2008-02-11 Thread Nils Faerber
Sander van Grieken schrieb:
[...]
 I really hope that OpenMoko will not be covered by any patents. (but I'm
 sure that there's a patent for a device allowing wireless communication
 somewhere)
 I totally agree with Lionel here. It will be bad PR wise and it's very 
 difficult to
 enforce. Openmoko hardware and software are already covered by copyright, and 
 I think a
 patent doesn't add any protection. Even if parts will be covered by a patent, 
 chances
 are that some smart company can circumvent it by making small 
 changes/improvements.
 
 Besides, what's there to patent? If I understand correctly, anything that's 
 published
 (or available publicly) before the patent cannot be patented anymore, so that 
 would
 include all openmoko software up to today, the CAD design for the casing, 
 ideas on the
 wiki etc.

Oh, and it just occurred to me...
AFAIK GPL V3 explicitely forbids software patents on GPLed code, does it?

Will that mean that OpenMoko code will stick with a modified GPL V2 (V2
usually has the clause or any later version which would include V3 and
thus also the non-patent clause) or change license altogether?


Software patents are evil - there is no way to argue for it.
The only way to defend against patent issues is to have a nice and
provable prior art collection. A public SVN, public WiKi and public
web-pages are IMHO the best way for that. Web bots mirror the whole
stuff on hundreds of independant servers and it can easily be researched
by everyone.
More should not be needed.

The assurance you might feel by having a stack of patents is more like
self-deception. Do you really think you can compete with your patent
portfolio with a company like Nokia? Motorola? Samsung? NEC? Qualcom? No
way. So why trying?

Wouldn't it better to head a new development without patent fear?
To show to other companies that patents are not the only source of
whisdom, cash-flow and money making? I think the IP issue is largely
exagerated these days. Yes, there are IP infringements in countries like
China. But how do patents help there? They don't. They only handicap us,
the people from exactly the countries that made the original invention.

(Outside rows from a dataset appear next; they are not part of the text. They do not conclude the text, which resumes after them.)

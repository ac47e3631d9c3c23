pub mod context;
pub mod ports;

pub use context::{AppContext, OverviewMode, SelectionContext, ViewState};
pub use ports::{AnchorMeasure, AnchorPosition, MonospaceMeasure};
use std::path::PathBuf;

use clap::Parser;
use jot::cli::commands::Cli;
use jot::cli::handlers;
use jot::model::AppConfig;

fn main() {
    let cli = Cli::parse();

    match cli.command {
        None => {
            // No subcommand → interactive session
            let config_path = cli
                .config
                .clone()
                .unwrap_or_else(|| PathBuf::from("jot.toml"));
            let result = AppConfig::load(&config_path)
                .map_err(Into::into)
                .and_then(|config| {
                    let data_path = handlers::data_path(&cli, &config);
                    jot::session::run(&data_path, &config)
                });
            if let Err(e) = result {
                eprintln!("error: {}", e);
                std::process::exit(1);
            }
        }
        Some(_) => {
            if let Err(e) = handlers::dispatch(cli) {
                eprintln!("error: {}", e);
                std::process::exit(1);
            }
        }
    }
}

I had the impression that OpenMoko was already heading a revolutionary
new way of creating a product, i.e. working together with a community,
in the open and to work *together*.  A company that first time has
proven that making a mobile phone is no rocket science and not an area
covered with legal trapdoors - up to now it worked!
If you want to patent anything, well, do it with the hardware. The
hardware patenting process is well defined and a patent in some hardware
areas of the NEO phones will not hurt anybody.

But please do not consider software patents at any time! You will
instantly loose your credibility in the open source world.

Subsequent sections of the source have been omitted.